Events always seem so predictable in hindsight, when all the probabilities have been collapsed into a single, known outcome. Yet the people involved at the time nearly always failed to see what’s coming. Why" Because, until it happened, their future was a mass of probabilities, uncertainties and contingencies of varying likelihood. Life is always contingent. We just don’t know what it’s contingent on, most of the time.
Slow Planning tries to deal only with realities, however unwelcome or unexpected. It doesn’t assume events will turn out as planned. It doesn't direct attention solely towards the expected or wanted result. The Slow Planner works carefully to open her mind to wider and wider possibilities, exploring differing potential outcomes and seeking out emerging trends. This takes time and effort, but not nearly as much as trying desperately to force one’s will on events spinning further out of control. Planning for how you want the future to be, then trying to make it fit your plan, is far riskier and harder than watching carefully to see how the future is turning out, then responding as best you can. For the conventional planner, future actions must conform to a plan laid down well in the past and based on the information available then. Changes must be limited to what the predetermined measurements allow, or the plan becomes unworkable. The only alternative is to abandon the plan and start again.
Defying Reality
Managers often have much of their personal credibility invested in the plan, so it’s not surprising work often continues in defiance of reality, only to be finally abandoned when the inconsistencies become too great to paper over. You need only spend a short time inside most large organizations—and many smaller ones as well—to see how often projects are abandoned only after lengthy, wasteful and pigheaded efforts to deny a reality anyone unbiased could see long before.
For people addicted to imaginary certainties, Slow Planning is no planning at all. There are no grand, carefully crafted strategic plans; no long-term policies or procedures; no commitment to fixed budgets or objectives; no big, hairy, audacious goals.

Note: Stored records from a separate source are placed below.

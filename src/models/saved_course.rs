use serde::{Deserialize, Serialize};
use sqlx::FromRow;

use crate::models::Course;

/// One bookmark row. `(user_id, course_id)` is the natural key and the store
/// enforces at most one row per pair.
#[derive(Debug, Clone, PartialEq, Serialize, Deserialize, FromRow)]
#[serde(rename_all = "camelCase")]
pub struct SavedCourse {
    pub id: i64,
    pub user_id: i64,
    pub course_id: i64,
    pub notes: Option<String>,
    pub created_at: String,
}

/// A saved course joined with its catalog detail, as returned to clients.
/// `course` is absent when the catalog no longer carries the course id.
#[derive(Debug, Clone, Serialize)]
#[serde(rename_all = "camelCase")]
pub struct SavedCourseDetails {
    #[serde(flatten)]
    pub saved: SavedCourse,
    #[serde(skip_serializing_if = "Option::is_none")]
    pub course: Option<Course>,
}
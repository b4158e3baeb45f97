use serde::Deserialize;

use crate::models::UniversityType;

/// A course record as supplied by a catalog source, before reconciliation.
///
/// Sources are allowed to send two structurally different shapes: the
/// canonical API shape (structured `university`/`faculty`, `durationMonths`)
/// and the loosely-typed authored shape (bare name strings, a human
/// `duration` like "4 years", `url` instead of `courseUrl`). This union never
/// escapes the normalizer.
#[derive(Debug, Clone, Deserialize)]
#[serde(rename_all = "camelCase")]
pub struct RawCourseRecord {
    pub id: Option<i64>,
    pub name: Option<String>,
    pub description: Option<String>,
    pub university: Option<RawUniversity>,
    pub faculty: Option<RawFaculty>,
    #[serde(default, alias = "specialisation")]
    pub specialisations: Vec<String>,
    pub course_code: Option<String>,
    pub course_url: Option<String>,
    pub url: Option<String>,
    pub duration: Option<String>,
    pub duration_months: Option<i64>,
    pub study_mode: Option<String>,
    pub course_type: Option<String>,
    pub fee_type: Option<String>,
    pub fee_amount: Option<f64>,
}

/// The three accepted university shapes. Variant order matters: serde tries
/// the fully-typed object first, then the id+name object, then a bare name.
#[derive(Debug, Clone, Deserialize)]
#[serde(untagged)]
pub enum RawUniversity {
    Full {
        id: i64,
        name: String,
        #[serde(rename = "type")]
        kind: UniversityType,
    },
    Partial { id: i64, name: String },
    Name(String),
}

#[derive(Debug, Clone, Deserialize)]
#[serde(untagged)]
pub enum RawFaculty {
    Full { id: i64, name: String },
    Name(String),
}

Only a quiet, patient effort to see what is emerging as the way of the future and craft a suitable response.
In conventional planning, you must choose actions long before of events. It’s assumed the planned actions, if performed fully and with determination, will produce the wanted result, whatever the circumstances at the time. In Slow Planning, decisions on action are left as late as possible in the process, then carried out immediately. When an understanding of events emerges, action should always be swift, purposeful and direct. Because of this, Slow Planning is inherently more flexible and responsive than the conventional kind. No one’s ego is invested in steps chosen long ago, when things maybe looked quite different. There’s no existing set of commitments to be set aside; no clinging to past decisions; no time wasted trying to jury-rig a failing plan to cope with events far outside its original boundaries.
A Better Way
Over many decades, and despite enormous effort, conventional planning has failed to deliver its promise of clear, predictable outcomes. The current wars against terrorism and in Iraq have once again proved the fallibility of some of the most sophisticated planning processes available.

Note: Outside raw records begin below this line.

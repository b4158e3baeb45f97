use std::sync::Arc;

use sqlx::SqlitePool;

use crate::bookmarks::BookmarkStore;
use crate::catalog::{CatalogSource, NormalizeOptions};

#[derive(Clone)]
pub struct AppState {
    pub db: SqlitePool,
    pub bookmarks: Arc<dyn BookmarkStore>,
    pub catalog: Arc<dyn CatalogSource>,
    pub normalize: NormalizeOptions,
}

Slow Planning is an alternative that moves action decisions closer to the events that must be handled. It substitutes time spent on trying to force events to fit the plan with time spent gaining an understanding of emerging reality. And it discards carefully composed images of how things ought to be in favor of accepting the way they are and basing actions on that.
It won’t appeal to those who cling to a belief the future can be made predictable. It won't please those who want to keep their delusion of being in control, even when it’s clear they aren’t even in control of their own reactions. It will appeal to leaders prepared to accept their job is less about predicting the future than responding effectively to whatever happens, when it arrives.

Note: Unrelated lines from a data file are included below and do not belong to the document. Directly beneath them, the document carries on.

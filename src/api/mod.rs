use axum::Json;
use axum::extract::Path;
use axum::routing::{post, put};
use axum::{Router, extract::State, http::StatusCode, routing::get};
use serde::{Deserialize, Serialize};
use tracing::debug;

use crate::error::AppError;
use crate::models::{SavedCourse, SavedCourseDetails};
use crate::services::{BookmarkService, BookmarkStatus, SearchHit, SearchService, ToggleOutcome};
use crate::state::AppState;

/// Response envelope shared by every endpoint. The failure shape (success
/// false, error + message, no data) is produced by [`AppError`]'s
/// `IntoResponse`.
#[derive(Debug, Serialize)]
pub struct Envelope<T> {
    pub success: bool,
    #[serde(skip_serializing_if = "Option::is_none")]
    pub data: Option<T>,
    #[serde(skip_serializing_if = "Option::is_none")]
    pub error: Option<String>,
    #[serde(skip_serializing_if = "Option::is_none")]
    pub message: Option<String>,
}

impl<T: Serialize> Envelope<T> {
    fn ok(data: T) -> Self {
        Self {
            success: true,
            data: Some(data),
            error: None,
            message: None,
        }
    }

    fn ok_with_message(data: T, message: impl Into<String>) -> Self {
        Self {
            message: Some(message.into()),
            ..Self::ok(data)
        }
    }
}

pub fn router(state: AppState) -> Router {
    Router::new()
        .route("/", get(index))
        .route("/health", get(health))
        .route("/api/simple-search/courses", post(search_courses))
        .route("/api/saved-courses/toggle", post(toggle_bookmark))
        .route(
            "/api/saved-courses/check/{user_id}/{course_id}",
            get(check_bookmark),
        )
        .route(
            "/api/saved-courses/{id}",
            get(list_saved_courses).delete(remove_bookmark),
        )
        .route("/api/saved-courses/{id}/notes", put(update_bookmark_notes))
        .with_state(state)
}

fn bookmark_service(state: &AppState) -> BookmarkService {
    BookmarkService::new(
        state.bookmarks.clone(),
        state.catalog.clone(),
        state.normalize.clone(),
    )
}

async fn index() -> Json<serde_json::Value> {
    Json(serde_json::json!({
        "message": "coursefinder backend is running",
        "version": env!("CARGO_PKG_VERSION"),
        "endpoints": {
            "health": "/health",
            "search": "/api/simple-search/courses",
            "savedCourses": "/api/saved-courses/{userId}",
            "toggle": "/api/saved-courses/toggle",
            "check": "/api/saved-courses/check/{userId}/{courseId}",
            "notes": "/api/saved-courses/{bookmarkId}/notes"
        }
    }))
}

async fn health(State(state): State<AppState>) -> Result<StatusCode, AppError> {
    sqlx::query("select 1").execute(&state.db).await?;
    Ok(StatusCode::OK)
}

#[derive(Debug, Deserialize)]
#[serde(rename_all = "camelCase")]
struct SearchCoursesRequest {
    #[serde(default)]
    query: Option<String>,
    #[serde(default)]
    user_id: Option<i64>,
    #[serde(default)]
    user_qualifications: Option<serde_json::Value>,
}

#[derive(Debug, Serialize)]
#[serde(rename_all = "camelCase")]
pub struct SearchData {
    pub courses: Vec<SearchHit>,
    pub total: usize,
    pub query: String,
}

async fn search_courses(
    State(state): State<AppState>,
    Json(req): Json<SearchCoursesRequest>,
) -> Result<Json<Envelope<SearchData>>, AppError> {
    if req.user_qualifications.is_some() {
        // Accepted for wire compatibility; matching is substring-only.
        debug!("ignoring userQualifications in search request");
    }

    let query = req.query.unwrap_or_default();
    let service = SearchService::new(
        state.bookmarks.clone(),
        state.catalog.clone(),
        state.normalize.clone(),
    );
    let courses = service.search(&query, req.user_id).await?;

    Ok(Json(Envelope::ok(SearchData {
        total: courses.len(),
        courses,
        query,
    })))
}

#[derive(Debug, Deserialize)]
#[serde(rename_all = "camelCase")]
struct ToggleRequest {
    user_id: i64,
    course_id: i64,
}

async fn toggle_bookmark(
    State(state): State<AppState>,
    Json(req): Json<ToggleRequest>,
) -> Result<Json<Envelope<ToggleOutcome>>, AppError> {
    let outcome = bookmark_service(&state)
        .toggle(req.user_id, req.course_id)
        .await?;

    let message = if outcome.bookmarked {
        "Course saved"
    } else {
        "Course removed"
    };
    Ok(Json(Envelope::ok_with_message(outcome, message)))
}

async fn check_bookmark(
    State(state): State<AppState>,
    Path((user_id, course_id)): Path<(i64, i64)>,
) -> Result<Json<Envelope<BookmarkStatus>>, AppError> {
    let status = bookmark_service(&state)
        .check_status(user_id, course_id)
        .await?;
    Ok(Json(Envelope::ok(status)))
}

async fn list_saved_courses(
    State(state): State<AppState>,
    Path(user_id): Path<i64>,
) -> Result<Json<Envelope<Vec<SavedCourseDetails>>>, AppError> {
    let saved = bookmark_service(&state).list_for_user(user_id).await?;
    Ok(Json(Envelope::ok(saved)))
}

#[derive(Debug, Deserialize)]
struct NotesRequest {
    notes: Option<String>,
}

async fn update_bookmark_notes(
    State(state): State<AppState>,
    Path(bookmark_id): Path<i64>,
    Json(req): Json<NotesRequest>,
) -> Result<Json<Envelope<SavedCourse>>, AppError> {
    let updated = bookmark_service(&state)
        .update_notes(bookmark_id, req.notes)
        .await?;
    Ok(Json(Envelope::ok_with_message(updated, "Notes updated")))
}

async fn remove_bookmark(
    State(state): State<AppState>,
    Path(bookmark_id): Path<i64>,
) -> Result<Json<Envelope<()>>, AppError> {
    bookmark_service(&state).remove(bookmark_id).await?;
    Ok(Json(Envelope {
        success: true,
        data: None,
        error: None,
        message: Some("Bookmark removed".to_string()),
    }))
}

I’ll begin with a reminder of the steps involved in Slow Planning:
- Patiently develop understanding.
- Watch, reflect, consult and explore.
- Open your mind to many alternatives besides the obvious.
- Wait for recognizable patterns to emerge.
- Review as many possibilities as you can.
- Stay open to the unexpected.
- Avoid becoming committed prematurely.
- Challenge all assumptions and previous thinking.
- Watch for a preferred response to emerge from the best available thinking.
- Take swift, direct action.
- Keep decisions as close to events as possible.
- Act swiftly and decisively once you've chosen a course of action.
- Let go of failing actions quickly. Never waste your time trying to rescue something that is past help.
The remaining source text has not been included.